EXERCISE AIM: In the listing below, start your output at the line with "let event = match" and end it after the line with "delta_buf.push_str(&delta);", copying every line exactly.

AVAILABLE DATA:

━━━━

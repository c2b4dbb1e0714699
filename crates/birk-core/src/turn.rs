// Copyright (c) 2024-2026 Martin Schröder <info@swedishembedded.com>
//
// SPDX-License-Identifier: Apache-2.0
use std::sync::Arc;
use std::time::Duration;

use futures::StreamExt;
use serde_json::Value;
use tokio_util::sync::CancellationToken;
use tracing::{debug, warn};

use birk_model::{ResponseEvent, StreamError};
use birk_protocol::{
    AskForApproval, ContentItem, EventMsg, NotificationKind, ResponseItem, ReviewDecision,
    TokenUsage,
};
use birk_tools::ToolExecutionRequest;

use crate::context::TurnContext;
use crate::session::Session;

/// How a turn ended when it did not complete.
#[derive(Debug)]
pub enum TurnError {
    Cancelled,
    /// The model stream failed; `retryable` decides whether the runner
    /// tries the turn again.
    Stream(StreamError),
}

/// Result of one completed model turn.
#[derive(Debug, Default)]
pub struct TurnOutcome {
    /// Tool calls were dispatched, so the model expects another turn
    /// with their outputs in history.
    pub had_tool_calls: bool,
    pub token_usage: Option<TokenUsage>,
}

/// Executes one model request/response round: streams events, dispatches
/// tool calls, folds everything into history, and emits the protocol
/// events in their required order.
pub struct TurnManager {
    session: Arc<Session>,
    ctx: Arc<TurnContext>,
    sub_id: String,
    cancel: CancellationToken,
}

impl TurnManager {
    pub fn new(
        session: Arc<Session>,
        ctx: Arc<TurnContext>,
        sub_id: String,
        cancel: CancellationToken,
    ) -> Self {
        Self { session, ctx, sub_id, cancel }
    }

    pub async fn run_turn(&self) -> Result<TurnOutcome, TurnError> {
        let prompt = self.session.build_prompt(&self.ctx).await;
        let mut stream = self
            .session
            .model_client()
            .stream(&prompt)
            .await
            .map_err(TurnError::Stream)?;

        let mut delta_buf = String::new();
        let mut outcome = TurnOutcome::default();

        loop {
            let event = tokio::select! {
                biased;
                _ = self.cancel.cancelled() => return Err(TurnError::Cancelled),
                ev = stream.next() => ev,
            };
            let event = match event {
                Some(Ok(ev)) => ev,
                Some(Err(e)) => return Err(TurnError::Stream(e)),
                // Stream ended without a Completed marker; treat the
                // turn as finished with whatever arrived.
                None => break,
            };

            match event {
                ResponseEvent::Created => {}

                ResponseEvent::OutputTextDelta(delta) if !delta.is_empty() => {
                    delta_buf.push_str(&delta);
                    self.emit(EventMsg::AgentMessageDelta { delta }).await;
                }
                ResponseEvent::OutputTextDelta(_) => {}

                ResponseEvent::ReasoningSummaryDelta(delta)
                | ResponseEvent::ReasoningContentDelta(delta) => {
                    if self.session.show_raw_reasoning() {
                        self.emit(EventMsg::AgentReasoningDelta { delta }).await;
                    }
                }

                ResponseEvent::OutputItemDone(item) => {
                    self.handle_output_item(item, &mut delta_buf, &mut outcome).await?;
                }

                ResponseEvent::WebSearchCallBegin { call_id } => {
                    self.emit(EventMsg::Notification {
                        kind: NotificationKind::System,
                        payload: serde_json::json!({ "web_search_call": call_id }),
                    })
                    .await;
                }

                ResponseEvent::RateLimits(snapshot) => {
                    self.emit(EventMsg::Notification {
                        kind: NotificationKind::RateLimits,
                        payload: serde_json::to_value(&snapshot).unwrap_or(Value::Null),
                    })
                    .await;
                }

                ResponseEvent::Completed { response_id, token_usage } => {
                    debug!(response_id = %response_id, "turn completed");
                    outcome.token_usage = token_usage;
                    break;
                }
            }
        }

        if let Some(usage) = outcome.token_usage {
            self.emit(EventMsg::TokenCount { usage }).await;
        }
        Ok(outcome)
    }

    async fn handle_output_item(
        &self,
        item: ResponseItem,
        delta_buf: &mut String,
        outcome: &mut TurnOutcome,
    ) -> Result<(), TurnError> {
        match item {
            ResponseItem::Message { role, content, .. } if role == "assistant" => {
                // The accumulated deltas are authoritative for the final
                // text; the item's own content only counts when nothing
                // was streamed.
                let message = if delta_buf.is_empty() {
                    content.iter().map(ContentItem::text).collect()
                } else {
                    std::mem::take(delta_buf)
                };
                let item = ResponseItem::Message {
                    id: None,
                    role,
                    content: vec![ContentItem::OutputText { text: message.clone() }],
                };
                self.session.record_conversation_items(&[item]).await;
                self.emit(EventMsg::AgentMessage { message }).await;
            }
            ResponseItem::Message { .. } => {}

            reasoning @ ResponseItem::Reasoning { .. } => {
                if self.session.show_raw_reasoning() {
                    let text = birk_protocol::response_item_text(&reasoning);
                    self.session.record_conversation_items(&[reasoning]).await;
                    self.emit(EventMsg::AgentReasoning { text }).await;
                }
            }

            ResponseItem::FunctionCall { call_id, name, arguments, .. } => {
                let call = ResponseItem::FunctionCall {
                    id: None,
                    call_id: call_id.clone(),
                    name: name.clone(),
                    arguments: arguments.clone(),
                };
                self.session.record_conversation_items(&[call]).await;
                let output = self.dispatch_function_call(call_id, name, arguments).await;
                self.session.record_conversation_items(&[output]).await;
                outcome.had_tool_calls = true;
            }

            ResponseItem::FunctionCallOutput { .. } => {
                // Only this runtime produces outputs; a model echoing one
                // back is malformed and ignored.
                warn!("ignoring function_call_output item from model stream");
            }
        }
        Ok(())
    }

    /// Run one tool call through the approval gate and the registry.
    ///
    /// Event order per call is fixed: `ToolCallBegin` → (approval
    /// request) → `ToolCallEnd`.  Failures never abort the task — they
    /// come back as error outputs the model can react to.
    async fn dispatch_function_call(
        &self,
        call_id: String,
        name: String,
        arguments: String,
    ) -> ResponseItem {
        let args: Value = match serde_json::from_str(&arguments) {
            Ok(v) => v,
            Err(e) => {
                // Unparseable arguments: no Begin/End pair, just an
                // error output for the model.
                return ResponseItem::function_output(
                    call_id,
                    format!("invalid tool arguments: {e}"),
                );
            }
        };

        self.emit(EventMsg::ToolCallBegin {
            call_id: call_id.clone(),
            name: name.clone(),
            args: args.clone(),
        })
        .await;

        let requires_approval = self
            .session
            .tools()
            .get(&name)
            .map(|t| t.requires_approval())
            .unwrap_or(false);
        if approval_required(self.ctx.approval_policy, requires_approval) {
            let decision = self
                .session
                .request_approval(&self.sub_id, &call_id, &name, &args, &self.cancel)
                .await;
            if decision != ReviewDecision::Approve {
                let reason = match decision {
                    ReviewDecision::Reject => "rejected by user",
                    _ => "aborted",
                };
                self.emit(EventMsg::ToolCallEnd {
                    call_id: call_id.clone(),
                    ok: false,
                    duration_ms: 0,
                    result: reason.to_string(),
                })
                .await;
                return ResponseItem::function_output(
                    call_id,
                    format!("tool call {name} was not executed: {reason}"),
                );
            }
        }

        let response = self
            .session
            .tools()
            .execute(ToolExecutionRequest {
                tool_name: name.clone(),
                parameters: args,
                session_id: self.session.session_id().to_string(),
                turn_id: self.sub_id.clone(),
                timeout: Some(Duration::from_millis(self.session.tool_timeout_ms())),
            })
            .await;

        let result_text = if response.success {
            response
                .data
                .as_ref()
                .map(|d| serde_json::to_string(d).unwrap_or_default())
                .unwrap_or_default()
        } else {
            response
                .error
                .as_ref()
                .map(|e| serde_json::to_string(e).unwrap_or_else(|_| e.message.clone()))
                .unwrap_or_else(|| "tool failed".into())
        };

        self.emit(EventMsg::ToolCallEnd {
            call_id: call_id.clone(),
            ok: response.success,
            duration_ms: response.duration_ms,
            result: result_text.clone(),
        })
        .await;

        ResponseItem::function_output(call_id, result_text)
    }

    async fn emit(&self, msg: EventMsg) {
        self.session.record_and_emit(&self.sub_id, msg).await;
    }
}

/// Whether the user must confirm before this tool call runs.
pub(crate) fn approval_required(policy: AskForApproval, tool_requires: bool) -> bool {
    match policy {
        AskForApproval::Never | AskForApproval::OnFailure => false,
        AskForApproval::UnlessTrusted => true,
        AskForApproval::OnRequest => tool_requires,
    }
}

// ─── Unit tests ──────────────────────────────────────────────────────────────

#[cfg(test)]
mod tests {
    use super::*;

    #[test]
    fn never_and_on_failure_skip_approval() {
        assert!(!approval_required(AskForApproval::Never, true));
        assert!(!approval_required(AskForApproval::OnFailure, true));
    }

    #[test]
    fn unless_trusted_always_asks() {
        assert!(approval_required(AskForApproval::UnlessTrusted, false));
        assert!(approval_required(AskForApproval::UnlessTrusted, true));
    }

    #[test]
    fn on_request_follows_tool_flag() {
        assert!(approval_required(AskForApproval::OnRequest, true));
        assert!(!approval_required(AskForApproval::OnRequest, false));
    }
}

━━━━

WRITTEN ANSWER:
            let event = match event {
                Some(Ok(ev)) => ev,
                Some(Err(e)) => return Err(TurnError::Stream(e)),
                // Stream ended without a Completed marker; treat the
                // turn as finished with whatever arrived.
                None => break,
            };

            match event {
                ResponseEvent::Created => {}

                ResponseEvent::OutputTextDelta(delta) if !delta.is_empty() => {
                    delta_buf.push_str(&delta);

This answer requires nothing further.